Оставшуюся в квартире мебель, предметы убранства и книги, которые были разобраны и описаны в кабинете Пушкина, по распоряжению Опекунского совета упаковали в двадцать четыре ящика и сдали на хранение в кладовые купца Подломаева в Гостином дворе. Все имущество было описано в присутствии двух свидетелей: князя Петра Андреевича Вяземского и коллежского асессора Павлина Ивановича Отрешкова.
Но все это происходило уже после того, как Наталья Николаевна с детьми уехала в Полотняный Завод. Это позволило нечистому на руку Н. И. Тарасенко-Отрешкову расхитить часть библиотеки и присвоить некоторые рукописи Поэта. Кроме того, он же самовольно взял и два гусиных пера, которыми писал Пушкин, сделав к ним надпись: «Ето перо взято съ письменнаго стола Александра Сергъевича Пушкина 25-го феврл. 1837 г. Наркизъ Атръшковъ» и «Перо, взятое с письменнаго стола А. С. Пушкина 20 марта 1837 года».
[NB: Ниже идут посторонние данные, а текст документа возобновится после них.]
use poster_core::color::Color;
use poster_core::models::document::PosterDocument;
use poster_core::models::theme::Theme;
use poster_core::visual::{
    Band, BlockKind, BlockStyle, Border, Extent, FontWeight, PathData, Placement, Rect,
    SectionRole, Sides, Stroke, TextAlign, TextRun, TextStyle, VisualBlock,
};

use crate::constants::{
    BODY_HEIGHT, CANVAS, HEADER_HEIGHT, MATERIALS_PREVIEW_CHARS, PALE_ACCENT, PALE_ACCENT_SWAP,
};
use crate::sections::{chart_section, paragraphs};

/// Node rectangles in body coordinates.
pub const INTRO_NODE: Rect = Rect::new(500.0, 200.0, 1200.0, 800.0);
pub const CONCLUSION_NODE: Rect = Rect::new(3100.0, 200.0, 1200.0, 800.0);
pub const MATERIALS_NODE: Rect = Rect::new(300.0, 1800.0, 1000.0, 800.0);
pub const METHODOLOGY_NODE: Rect = Rect::new(1600.0, 2000.0, 1400.0, 900.0);
pub const RESULTS_NODE: Rect = Rect::new(3300.0, 1800.0, 1200.0, 900.0);
pub const CHART_NODE: Rect = Rect::new(1800.0, 1200.0, 1000.0, 600.0);

/// Quadratic arrows as (start, control, end), in body coordinates.
pub const ARROWS: [[(f64, f64); 3]; 4] = [
    [(1200.0, 800.0), (800.0, 2000.0), (1000.0, 2500.0)],
    [(1500.0, 2700.0), (2400.0, 2900.0), (2200.0, 2500.0)],
    [(2600.0, 2500.0), (3200.0, 2900.0), (3600.0, 2500.0)],
    [(3900.0, 2200.0), (4200.0, 1500.0), (3600.0, 900.0)],
];
const ARROW_WIDTH: f64 = 24.0;

/// Five rounded nodes joined by curved arrows, with the chart floating in
/// the middle of the ring.
pub fn arrange(doc: &PosterDocument, theme: &Theme) -> VisualBlock {
    let mut children = vec![
        node(theme, SectionRole::Introduction, "Introduction", &doc.introduction, INTRO_NODE),
        node(theme, SectionRole::Conclusions, "Conclusion", &doc.conclusions, CONCLUSION_NODE),
        node(
            theme,
            SectionRole::Materials,
            "Materials",
            &materials_preview(&doc.methods),
            MATERIALS_NODE,
        ),
        node(theme, SectionRole::Methods, "Methodology", &doc.methods, METHODOLOGY_NODE),
        node(theme, SectionRole::Results, "Results", &doc.results, RESULTS_NODE),
    ];

    let color = arrow_color(theme);
    children.extend(ARROWS.iter().map(|&[start, control, end]| {
        VisualBlock::new(
            BlockKind::Arrow {
                path: PathData::new()
                    .move_to(start.0, start.1)
                    .quad_to(control.0, control.1, end.0, end.1),
                stroke: Stroke::new(color, ARROW_WIDTH).round(),
                head: color,
            },
            Placement::absolute(0.0, HEADER_HEIGHT, CANVAS.width, BODY_HEIGHT),
        )
    }));

    children.push(
        VisualBlock::new(BlockKind::Region, Placement::Absolute { rect: global(CHART_NODE) })
            .styled(
                BlockStyle::default()
                    .background(Color::WHITE)
                    .border(Border::all(Color::WHITE, 4.0))
                    .radius(12.0)
                    .padding(16.0),
            )
            .with_children(vec![chart_section(doc, theme, Extent::Fill)]),
    );

    VisualBlock::new(
        BlockKind::Region,
        Placement::absolute(0.0, HEADER_HEIGHT, CANVAS.width, BODY_HEIGHT),
    )
    .styled(BlockStyle::default().background(Color::WHITE))
    .with_children(children)
}

/// First 300 characters of the methods text, always followed by `...`.
pub fn materials_preview(methods: &str) -> String {
    let mut preview: String = methods.chars().take(MATERIALS_PREVIEW_CHARS).collect();
    preview.push_str("...");
    preview
}

/// The theme accent, unless it is too pale to read as an arrow.
pub fn arrow_color(theme: &Theme) -> Color {
    if theme.colors.accent == PALE_ACCENT {
        PALE_ACCENT_SWAP
    } else {
        theme.colors.accent
    }
}

fn global(rect: Rect) -> Rect {
    Rect::new(rect.x, rect.y + HEADER_HEIGHT, rect.w, rect.h)
}

fn node(theme: &Theme, role: SectionRole, title: &str, text: &str, rect: Rect) -> VisualBlock {
    let heading = TextStyle::new(theme.fonts.body, 36.0, theme.colors.primary)
        .weight(FontWeight::Bold)
        .align(TextAlign::Center)
        .uppercase();
    let body = TextStyle::new(theme.fonts.body, 22.0, theme.colors.text)
        .align(TextAlign::Center)
        .clamp(12);

    VisualBlock::new(
        BlockKind::TextSection {
            role,
            heading: Some(TextRun::new(title, heading)),
            heading_band: Some(Band {
                background: Some(theme.colors.secondary),
                border: Some(Border::side(Sides::Bottom, Color::GRAY_200, 2.0)),
                padding: 16.0,
            }),
            paragraphs: paragraphs(text),
            body,
        },
        Placement::Absolute { rect: global(rect) },
    )
    .styled(
        BlockStyle::default()
            .background(Color::GRAY_100)
            .border(Border::all(Color::GRAY_200, 8.0))
            .radius(100.0)
            .padding(32.0),
    )
}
К сожалению, судьба многих личных вещей Пушкина сложилась подобным образом: по разным причинам они были безвозвратно утрачены и не дошли до нас.
26 февраля 1837 года
После вынесения приговора Дантес, движимый злым и мстительным чувством, написал оправдательное письмо на имя председателя Военно-судной комиссии, в котором он не только пытался очернить Пушкина, но и представить происходившие события в искаженном свете:
«Господину полковнику (Алексею Ивановичу. — Авт.) Бреверну <флигель>-адъютанту его императорского величества.
Господин полковник!
Я только что узнал от моей жены, что при madame Валуевой в салоне ее матери он говорил следующее: „Берегитесь, Вы знаете, что я зол и что я кончаю всегда тем, что приношу несчастье, когда хочу“. Она также только что мне рассказала о двух подробностях, которых я не знал. Вот почему я Вам пишу это письмо в надежде, что оно, может быть, даст еще некоторые объяснения насчет этого грязного дела.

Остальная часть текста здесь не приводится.